Il Parlamento ha approvato in via definitiva il Disegno di Legge che recepisce il protocollo d'intesa tra Governo e Sindacati del 23 luglio 2007 su previdenza, lavoro e competitività per favorire l'equità e la crescita sostenibili, nonché ulteriori norme in materia di lavoro e previdenza sociale.

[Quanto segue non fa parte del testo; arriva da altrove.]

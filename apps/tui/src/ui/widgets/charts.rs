use std::f64::consts::TAU;

use carstats::stats::{format_thousands, BrandTotal};
use ratatui::layout::{Constraint, Direction, Layout, Rect};
use ratatui::style::{Color, Modifier, Style};
use ratatui::symbols::Marker;
use ratatui::text::{Line as TextLine, Span};
use ratatui::widgets::canvas::{Canvas, Points};
use ratatui::widgets::{Block, Borders, Paragraph};
use ratatui::Frame;

pub const PIE_COLORS: [Color; 12] = [
    Color::Rgb(0x1f, 0x77, 0xb4),
    Color::Rgb(0xff, 0x7f, 0x0e),
    Color::Rgb(0x2c, 0xa0, 0x2c),
    Color::Rgb(0xd6, 0x27, 0x28),
    Color::Rgb(0x94, 0x67, 0xbd),
    Color::Rgb(0x8c, 0x56, 0x4b),
    Color::Rgb(0xe3, 0x77, 0xc2),
    Color::Rgb(0x7f, 0x7f, 0x7f),
    Color::Rgb(0xbc, 0xbd, 0x22),
    Color::Rgb(0x17, 0xbe, 0xcf),
    Color::Rgb(0x9e, 0xda, 0xe5),
    Color::Rgb(0xc5, 0xb0, 0xd5),
];

// Hole and gap of the ring, relative to the outer radius
const INNER_RADIUS: f64 = 0.47;
const PADDING_ANGLE: f64 = TAU / 360.0;
const ANGLE_STEP: f64 = 0.01;
const RADIUS_STEPS: usize = 12;

pub const fn pie_color(index: usize) -> Color {
    PIE_COLORS[index % PIE_COLORS.len()]
}

fn chart_block(title: &str) -> Block<'_> {
    Block::default()
        .title(title)
        .borders(Borders::ALL)
        .border_style(Style::default().fg(Color::Cyan))
}

/// Start and end angle of each slice, counter-clockwise from 3 o'clock,
/// with a small gap after every slice.
pub fn slice_angles(brands: &[BrandTotal]) -> Vec<(f64, f64)> {
    let total: u64 = brands.iter().map(|brand| brand.value).sum();
    if total == 0 {
        return Vec::new();
    }

    let padding = if brands.len() > 1 { PADDING_ANGLE } else { 0.0 };
    let usable = (brands.len() as f64).mul_add(-padding, TAU);
    let mut start = 0.0;
    brands
        .iter()
        .map(|brand| {
            let sweep = usable * brand.value as f64 / total as f64;
            let angles = (start, start + sweep);
            start += sweep + padding;
            angles
        })
        .collect()
}

/// Points filling the ring segment between two angles.
fn ring_points(start: f64, end: f64) -> Vec<(f64, f64)> {
    let mut points = Vec::new();
    let mut angle = start;
    while angle <= end {
        for step in 0..=RADIUS_STEPS {
            let fraction = step as f64 / RADIUS_STEPS as f64;
            let radius = (1.0 - INNER_RADIUS).mul_add(fraction, INNER_RADIUS);
            points.push((radius * angle.cos(), radius * angle.sin()));
        }
        angle += ANGLE_STEP;
    }
    points
}

/// Largest rect inside `area` whose braille dots form a square.
const fn square_canvas(area: Rect) -> Rect {
    let height = if area.height < area.width / 2 {
        area.height
    } else {
        area.width / 2
    };
    let width = height * 2;
    Rect {
        x: area.x + (area.width - width) / 2,
        y: area.y + (area.height - height) / 2,
        width,
        height,
    }
}

fn legend_lines(brands: &[BrandTotal]) -> Vec<TextLine<'_>> {
    brands
        .iter()
        .enumerate()
        .map(|(index, brand)| {
            TextLine::from(vec![
                Span::styled("■ ", Style::default().fg(pie_color(index))),
                Span::styled(
                    brand.name.as_str(),
                    Style::default().add_modifier(Modifier::BOLD),
                ),
                Span::raw(format!(
                    " {:.1}% ({})",
                    brand.percent,
                    format_thousands(brand.value)
                )),
            ])
        })
        .collect()
}

/// Ring pie of each brand's share of the world fleet, with a legend.
pub fn render_brand_shares(brands: &[BrandTotal], f: &mut Frame<'_>, area: Rect) {
    let block = chart_block("Brand Shares");
    if brands.is_empty() {
        let paragraph = Paragraph::new("No brand data available")
            .block(block)
            .alignment(ratatui::layout::Alignment::Center);
        f.render_widget(paragraph, area);
        return;
    }

    let inner = block.inner(area);
    f.render_widget(block, area);

    let split = Layout::default()
        .direction(Direction::Vertical)
        .constraints([
            Constraint::Min(6),
            Constraint::Length(u16::try_from(brands.len()).unwrap_or(u16::MAX)),
        ])
        .split(inner);

    let slices: Vec<(Color, Vec<(f64, f64)>)> = slice_angles(brands)
        .into_iter()
        .enumerate()
        .map(|(index, (start, end))| (pie_color(index), ring_points(start, end)))
        .collect();

    f.render_widget(
        Canvas::default()
            .marker(Marker::Braille)
            .x_bounds([-1.0, 1.0])
            .y_bounds([-1.0, 1.0])
            .paint(|ctx| {
                for (color, coords) in &slices {
                    ctx.draw(&Points {
                        coords: coords.as_slice(),
                        color: *color,
                    });
                }
            }),
        square_canvas(split[0]),
    );
    f.render_widget(Paragraph::new(legend_lines(brands)), split[1]);
}
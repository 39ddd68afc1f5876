pub mod overview;
pub mod race;
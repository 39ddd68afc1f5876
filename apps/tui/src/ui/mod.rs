pub mod screens;
pub mod widgets;

use std::time::Instant;

use crate::app::{App, AppScreen};
use ratatui::layout::{Constraint, Direction, Layout, Rect};
use ratatui::style::{Color, Modifier, Style};
use ratatui::text::{Line as TextLine, Span};
use ratatui::widgets::{Block, Borders, Paragraph, Tabs};
use ratatui::Frame;

fn render_header(app: &App, f: &mut Frame<'_>, area: Rect) {
    let titles = AppScreen::ALL
        .iter()
        .map(|screen| TextLine::from(screen.label()))
        .collect::<Vec<_>>();

    let tabs = Tabs::new(titles)
        .select(app.screen.index())
        .block(
            Block::default()
                .title("CarStats")
                .borders(Borders::ALL)
                .border_style(Style::default().fg(Color::Cyan)),
        )
        .style(Style::default().fg(Color::Gray))
        .highlight_style(
            Style::default()
                .fg(Color::Rgb(0, 0, 238))
                .add_modifier(Modifier::BOLD),
        )
        .divider(Span::raw("|"));

    f.render_widget(tabs, area);
}

fn render_footer(app: &App, f: &mut Frame<'_>, area: Rect) {
    let mut spans = vec![Span::styled(
        "Tab: switch | F1: help | q: quit",
        Style::default().fg(Color::Gray),
    )];
    if !app.status_message.is_empty() {
        spans.push(Span::raw("  "));
        spans.push(Span::styled(
            app.status_message.as_str(),
            Style::default().fg(Color::Yellow),
        ));
    }
    f.render_widget(Paragraph::new(TextLine::from(spans)), area);
}

pub fn ui(app: &App, f: &mut Frame<'_>, now: Instant) {
    let chunks = Layout::default()
        .direction(Direction::Vertical)
        .constraints([
            Constraint::Length(3),
            Constraint::Min(0),
            Constraint::Length(1),
        ])
        .split(f.area());

    render_header(app, f, chunks[0]);
    match app.screen {
        AppScreen::Overview => screens::overview::render_overview(app, f, chunks[1]),
        AppScreen::Race => screens::race::render_race(app, f, chunks[1], now),
    }
    render_footer(app, f, chunks[2]);

    if app.show_help {
        widgets::popup::render_help_popup(f);
    }
}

La legge modifica i requisiti di accesso ai trattamenti pensionistici di anzianità e di vecchiaia contributiva eliminando il cosiddetto "scalone"della riforma Maroni,introducendo un sistema più graduale e con la fissazione di "quote" che tengono conto della somma dei due requisiti (età + contributi) in modo crescente a partire dal 1.1.2008 al 1.1.2013 (quest'ultima data viene stabilita dopo una verifica complessiva della sostenibilità finanziaria del nuovo sistema, da effettuarsi entro il 30.9.2012) e stabilisce una nuova disciplina delle decorrenze reintroducendo le quattro "finestre" di uscita sulle pensioni liquidate con 40 anni di contribuzione e introducendo il regime delle decorrenze per le pensioni di vecchiaia.Ricordiamo che l'intero pacchetto del Welfare, contenente la nuova riforma previdenziale, è stato sottoposto alla consultazione di oltre cinque milioni tra lavoratori attivi e pensionati ed ha avuto l'81,62% di voti favorevoli contro il 18,32% di voti contrari.
Con l'approvazione definitiva, perciò, il Parlamento non ha fatto altro che rispettare la volontà della stragrande maggioranza dei lavoratori e dei pensionati.